Two sets of six casemates were built under the scarp wall at the re-entrants of the redan. This scheme provided protection for the faces of the redan, while also giving flanking fire along the main lengths of the gorge ditch. Revetting the gorge ditch had commenced by 1810 and was substantially finished in 1811, by which time the casemates were probably well advanced. However, it would appear that while the main gunrooms, and some connecting galleries, were finished, or all but finished, when work ceased in 1816, the supporting expense magazines and many of the galleries were not begun. Indeed, a plan dated 1855 suggests that the expense magazines and the short galleries linking them to individual casemates were not added until then.

The Gorge Casemates comprise two groups of six gunrooms, each group being further arranged in two sets of three. The inner set of each group covered the main lengths of the gorge ditch, while each outer set flanked the redan. They are reached from the terreplein by two stairs, descending in a single shaft to independent galleries serving the north and south groups respectively. Within each group, a short gallery connected each set of three. Construction of the whole complex is in brick with stone dressings. The stair shaft is driven down through chalk bedrock and lined with brick. The brickwork is in Flemish bond and the stairs are of gritstone. The galleries from the stair lead directly to the central casemate of the inner set in each group.

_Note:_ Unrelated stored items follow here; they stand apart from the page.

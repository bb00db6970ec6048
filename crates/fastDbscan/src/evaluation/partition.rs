//! Clustering results and partition comparison.
//!
//! ## Purpose
//!
//! This module turns the final state of a point store into the public
//! result: one output label per input point, in input order, with `0` for
//! noise and `1..=k` for clusters.
//!
//! ## Design notes
//!
//! * **Compact ids**: Raw ids are resolved through the merger and renumbered
//!   by first appearance in input order, so ids are dense.
//! * **Comparison**: Runs are compared up to relabeling, because numeric ids
//!   depend on scheduling.
//!
//! ## Invariants
//!
//! * `labels.len() == points.len() == core.len()`.
//! * Every id in `1..=n_clusters` labels at least one point.

use std::collections::HashMap;

use num_traits::Float;

use crate::algorithms::merge::ClusterMerger;
use crate::primitives::label::Label;
use crate::primitives::store::PointStore;

/// Output label of a noise point.
pub const NOISE: usize = 0;

// ============================================================================
// Diagnostics
// ============================================================================

/// Counters describing how a run was executed.
#[derive(Debug, Clone, Default, PartialEq, Eq)]
pub struct RunDiagnostics {
    /// Worker threads in the pool.
    pub workers: usize,
    /// Range queries issued across all workers.
    pub neighbor_queries: usize,
    /// Raw cluster ids issued before merging.
    pub clusters_seeded: usize,
    /// Raw ids folded into another id by the merge step.
    pub clusters_merged: usize,
    /// Pairs of touching clusters recorded for the merge step.
    pub conflicts: usize,
}

// ============================================================================
// Result
// ============================================================================

/// Labeled points returned by a clustering run.
#[derive(Debug, Clone, PartialEq)]
pub struct DbscanResult<T> {
    /// Input coordinates, in input order.
    pub points: Vec<[T; 2]>,
    /// Output label per point: `0` for noise, `1..=n_clusters` otherwise.
    pub labels: Vec<usize>,
    /// Whether each point is a core point.
    pub core: Vec<bool>,
    /// Number of clusters.
    pub n_clusters: usize,
    /// Number of noise points.
    pub n_noise: usize,
    /// Execution counters.
    pub diagnostics: RunDiagnostics,
}

impl<T: Float> DbscanResult<T> {
    /// Build the result from a fully processed store.
    pub fn from_store(
        store: PointStore<T>,
        merger: &mut ClusterMerger,
        diagnostics: RunDiagnostics,
    ) -> Self {
        let mut compact: HashMap<usize, usize> = HashMap::new();
        let mut n_noise = 0;

        let labels: Vec<usize> = store
            .labels()
            .into_iter()
            .map(|label| match label {
                Label::Cluster(raw) => {
                    let root = merger.find(raw).get();
                    let next = compact.len() + 1;
                    *compact.entry(root).or_insert(next)
                }
                Label::Noise | Label::Unlabeled => {
                    n_noise += 1;
                    NOISE
                }
            })
            .collect();

        let core = store.core_flags();
        Self {
            points: store.into_coords(),
            labels,
            core,
            n_clusters: compact.len(),
            n_noise,
            diagnostics,
        }
    }

    /// Number of points.
    pub fn len(&self) -> usize {
        self.points.len()
    }

    /// Whether the result holds no points.
    pub fn is_empty(&self) -> bool {
        self.points.is_empty()
    }

    /// `(x, y, label)` per point, in input order.
    pub fn triples(&self) -> impl Iterator<Item = (T, T, usize)> + '_ {
        self.points
            .iter()
            .zip(&self.labels)
            .map(|(p, &label)| (p[0], p[1], label))
    }

    /// Member indices of each cluster; entry `k` holds cluster `k + 1`.
    ///
    /// Sized by the largest label present, so a hand-built result whose
    /// labels exceed `n_clusters` is still grouped.
    pub fn clusters(&self) -> Vec<Vec<usize>> {
        let largest = self.labels.iter().copied().max().unwrap_or(NOISE);
        let mut groups = vec![Vec::new(); largest.max(self.n_clusters)];
        for (i, &label) in self.labels.iter().enumerate() {
            if let Some(group) = label.checked_sub(1).and_then(|k| groups.get_mut(k)) {
                group.push(i);
            }
        }
        groups
    }

    /// Indices of noise points.
    pub fn noise_indices(&self) -> Vec<usize> {
        self.labels
            .iter()
            .enumerate()
            .filter(|(_, label)| **label == NOISE)
            .map(|(i, _)| i)
            .collect()
    }

    /// Indices of core points.
    pub fn core_sample_indices(&self) -> Vec<usize> {
        self.core
            .iter()
            .enumerate()
            .filter(|(_, core)| **core)
            .map(|(i, _)| i)
            .collect()
    }

    /// Whether `other` groups the points the same way, ignoring cluster numbering.
    pub fn same_partition<U>(&self, other: &DbscanResult<U>) -> bool {
        same_partition(&self.labels, &other.labels)
    }
}

/// Compare two label vectors up to a renaming of cluster ids.
///
/// Noise must match noise exactly; cluster ids must map one-to-one.
pub fn same_partition(a: &[usize], b: &[usize]) -> bool {
    if a.len() != b.len() {
        return false;
    }

    let mut forward: HashMap<usize, usize> = HashMap::new();
    let mut backward: HashMap<usize, usize> = HashMap::new();

    for (&la, &lb) in a.iter().zip(b) {
        if (la == NOISE) != (lb == NOISE) {
            return false;
        }
        if la == NOISE {
            continue;
        }
        if *forward.entry(la).or_insert(lb) != lb || *backward.entry(lb).or_insert(la) != la {
            return false;
        }
    }

    true
}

The plan of 1855 enables an interpretation of the works carried out in the gorge casemates between 1853 and 1855. The plan appears to be of the casemates as they existed by 1816, to which new details have been added in another and firmer hand. These include the addition of rear galleries to serve both inner sets of casemates, but not the outer sets. Each was associated with a single expense magazine serving all six casemates in one group.

The magazine is a barrel-vaulted chamber in which the rear wall contains ventilation slots and wooden plates either for the mounting of shelves or for a timber lining. In 1877 the two expense magazines were still in commission, each with a capacity of 36 barrels of gunpowder, implying that carronades were in position. However, by 1887, the guns had been withdrawn and were not replaced. In 1911, the inner sets of each group were in use as Company Stores; the rest were disused as, in all probability, they had been since the 1880s. During the Second World War, the inner set of the northern casemates were adapted to provide a generator room, perhaps providing a back-up to the main Engine and Boiler Room of the Pump House or serving the heavy AA battery just east of the Citadel. (1)

A plan dating to 1811 shows the new Napoleonic works on the fort, including the location of these casemates and associated gun rooms and corridors. (2)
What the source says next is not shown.